Demuestra una máxima que: EL CONOCIMIENTO ES PODER. Por lo tanto, este bien no solo tiene repercusiones hacia lo externo de nosotros, sino también hacia lo interno, de suerte que el saber también nos va modelando como individuos pues, por lo general, respondemos a lo que acontece en la vida recurriendo a la erudición de la cual gozamos.

Sin embargo, hay periodos existenciales que nos obligan a cuestionarnos lo que sabemos. En el transitar de la infancia a la adolescencia y de esta a la adultez, las percepciones objetivas y subjetivas se van modificando, lo que puede suscitar que lo que ayer era una afirmación se convierta hoy en una fantasía o falsedad. Por otro lado, lo estudios y/o experiencias adquiridas desafían nuestras certidumbres y/o convicciones, haciéndonos observar que hay más de lo que captamos, conocemos o pensamos.

Ante dichas circunstancias dos comportamientos básicamente nos gobiernan. El primero es aferrarnos a lo que creemos, aunque la evidencia nos indique lo contrario; o, el segundo, remplazar nuestros conceptos por nuevos contenidos. Lo cierto es que ambos casos terminan siendo complejos ya que llevan implícito una carga valorativa y emocional. Por ello, deslastrarse de lo asimilado de modo intelectual y vivencial habitualmente no es sencillo, pero es un acto esencial si queremos apostar al crecimiento personal.

La perspectiva de que hemos vivido equivocados (o engañados) genera en mayor o menor medida un grado de ansiedad puesto que de allí podría derivar lo bueno o malo que hayamos aplicado con otros, o con nosotros mismos, y esto muchas veces involucra hasta la autoestima. Ciertamente, provoca gran incomodidad el pensar o tener la sensación de que perdimos el tiempo formándonos en algo que resultó falso.  

Pero, deberíamos contemplar que estar errados, en parte o en la totalidad de nuestra instrucción, es una posibilidad y esto no necesariamente nos hace sujetos descuidados o poco inteligentes. La acción misma de reconocer que lo que habíamos concebido era incorrecto ya es un ejercicio de lucidez que hablaría muy bien de la facultad de lógica, razonamiento y de aportar soluciones a los problemas que nos desafíen. Pensemos que aun de la equivocación es posible extraer enseñanzas y por ello es preciso que desarrollemos la habilidad para sacar lo positivo de lo negativo.

Es conveniente comprender que realmente son muy pocas las verdades de las cuales disponemos para dar por sentadas de manera inmutable o eternamente. Esto se ha confirmado con algunas teorías científicas del pasado que en el presente suelen resultarnos cómicas, absurdas o siquiera impensables, pero en su época y contexto fueron serias y trascendentes. De hecho, ilustres matemáticos contemporáneos, basándose en trabajos pretéritos y actuales, comienzan a impugnar la probabilidad de las matemáticas para invariablemente darnos respuestas a todo (encuentran que hay fallas y límites para comprobar un significativo número de hipótesis o planteamientos). Por ello, aún en las ciencias debemos ser cuidadosos y aceptar márgenes de error.

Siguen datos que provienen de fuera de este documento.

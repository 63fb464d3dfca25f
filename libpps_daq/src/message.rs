use byteorder::{LittleEndian, ReadBytesExt, WriteBytesExt};
use std::fmt::Display;
use std::io::{Cursor, ErrorKind, Read, Write};

use super::constants::MAX_MESSAGE_LENGTH;
use super::error::MessageError;

const INT_PRESENT: u8 = 0x1;
const STRING_PRESENT: u8 = 0x2;
/// key + flags
const MIN_BODY_LENGTH: u32 = 5;

/// The fixed namespace of message keys shared by the coordinator and its listeners.
#[derive(Debug, Clone, Copy, PartialEq, Eq, Hash)]
pub enum MessageKey {
    Invalid,
    RemoveListener,
    MasterBroadcast,
    MasterDisconnect,
    SetListenerId,
    ListenerDeleted,
    NewBurst,
    TriggerRate,
    OutputFile,
    RunStatistics,
    Exception,
}

impl MessageKey {
    pub fn code(&self) -> u32 {
        match self {
            Self::Invalid => 0,
            Self::RemoveListener => 1,
            Self::MasterBroadcast => 2,
            Self::MasterDisconnect => 3,
            Self::SetListenerId => 4,
            Self::ListenerDeleted => 5,
            Self::NewBurst => 6,
            Self::TriggerRate => 7,
            Self::OutputFile => 8,
            Self::RunStatistics => 9,
            Self::Exception => 10,
        }
    }
}

impl TryFrom<u32> for MessageKey {
    type Error = MessageError;
    fn try_from(value: u32) -> Result<Self, Self::Error> {
        match value {
            0 => Ok(Self::Invalid),
            1 => Ok(Self::RemoveListener),
            2 => Ok(Self::MasterBroadcast),
            3 => Ok(Self::MasterDisconnect),
            4 => Ok(Self::SetListenerId),
            5 => Ok(Self::ListenerDeleted),
            6 => Ok(Self::NewBurst),
            7 => Ok(Self::TriggerRate),
            8 => Ok(Self::OutputFile),
            9 => Ok(Self::RunStatistics),
            10 => Ok(Self::Exception),
            _ => Err(MessageError::UnknownKey(value)),
        }
    }
}

/// A key with an optional integer and an optional string payload.
#[derive(Debug, Clone, PartialEq, Eq)]
pub struct Message {
    pub key: MessageKey,
    pub int_value: Option<i64>,
    pub string_value: Option<String>,
}

impl Message {
    pub fn new(key: MessageKey) -> Self {
        Self {
            key,
            int_value: None,
            string_value: None,
        }
    }

    pub fn with_int(key: MessageKey, value: i64) -> Self {
        Self {
            key,
            int_value: Some(value),
            string_value: None,
        }
    }

    pub fn with_string(key: MessageKey, value: &str) -> Self {
        Self {
            key,
            int_value: None,
            string_value: Some(value.to_string()),
        }
    }

    /// Length of the frame body, i.e. everything after the length prefix
    fn body_length(&self) -> usize {
        let mut length = MIN_BODY_LENGTH as usize;
        if self.int_value.is_some() {
            length += 8;
        }
        if let Some(s) = &self.string_value {
            length += s.len();
        }
        length
    }
}

impl Display for Message {
    fn fmt(&self, f: &mut std::fmt::Formatter<'_>) -> std::fmt::Result {
        write!(f, "{:?}", self.key)?;
        if let Some(value) = self.int_value {
            write!(f, " [{value}]")?;
        }
        if let Some(value) = &self.string_value {
            write!(f, " \"{value}\"")?;
        }
        Ok(())
    }
}

/// Write one length-prefixed frame
pub fn write_message<W: Write>(writer: &mut W, message: &Message) -> Result<(), MessageError> {
    let length = message.body_length();
    if length > MAX_MESSAGE_LENGTH as usize {
        return Err(MessageError::FrameTooLarge(length as u32));
    }

    let mut frame: Vec<u8> = Vec::with_capacity(length + 4);
    frame.write_u32::<LittleEndian>(length as u32)?;
    frame.write_u32::<LittleEndian>(message.key.code())?;
    let mut flags = 0u8;
    if message.int_value.is_some() {
        flags |= INT_PRESENT;
    }
    if message.string_value.is_some() {
        flags |= STRING_PRESENT;
    }
    frame.write_u8(flags)?;
    if let Some(value) = message.int_value {
        frame.write_i64::<LittleEndian>(value)?;
    }
    if let Some(value) = &message.string_value {
        frame.extend_from_slice(value.as_bytes());
    }

    writer.write_all(&frame)?;
    writer.flush()?;
    Ok(())
}

/// Read one length-prefixed frame.
///
/// A stream closed cleanly before the length prefix gives `MessageError::ConnectionClosed`.
pub fn read_message<R: Read>(reader: &mut R) -> Result<Message, MessageError> {
    let length = match reader.read_u32::<LittleEndian>() {
        Ok(l) => l,
        Err(e) if e.kind() == ErrorKind::UnexpectedEof => {
            return Err(MessageError::ConnectionClosed)
        }
        Err(e) => return Err(MessageError::IOError(e)),
    };
    if length > MAX_MESSAGE_LENGTH {
        return Err(MessageError::FrameTooLarge(length));
    }
    if length < MIN_BODY_LENGTH {
        return Err(MessageError::FrameTooShort(length));
    }

    let mut body = vec![0u8; length as usize];
    reader.read_exact(&mut body)?;
    let mut cursor = Cursor::new(body);

    let key = MessageKey::try_from(cursor.read_u32::<LittleEndian>()?)?;
    let flags = cursor.read_u8()?;
    let int_value = if flags & INT_PRESENT != 0 {
        match cursor.read_i64::<LittleEndian>() {
            Ok(v) => Some(v),
            Err(_) => return Err(MessageError::FrameTooShort(length)),
        }
    } else {
        None
    };
    let string_value = if flags & STRING_PRESENT != 0 {
        let start = cursor.position() as usize;
        let body = cursor.into_inner();
        Some(String::from_utf8(body[start..].to_vec())?)
    } else {
        None
    };

    Ok(Message {
        key,
        int_value,
        string_value,
    })
}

De acuerdo a lo expuesto, el cambio, que es lo más constante que podemos señalar en nuestro crecer y existir (fuera de ciertas verdades dogmáticas que se condensan en los ámbitos espirituales o religiosos). Por ello, disfrutemos y apasionémonos por el aprendizaje, pero conscientes de que necesitamos aprender a aprender, aprender a desaprender y desaprender lo aprendido cuando esto último sea inevitable.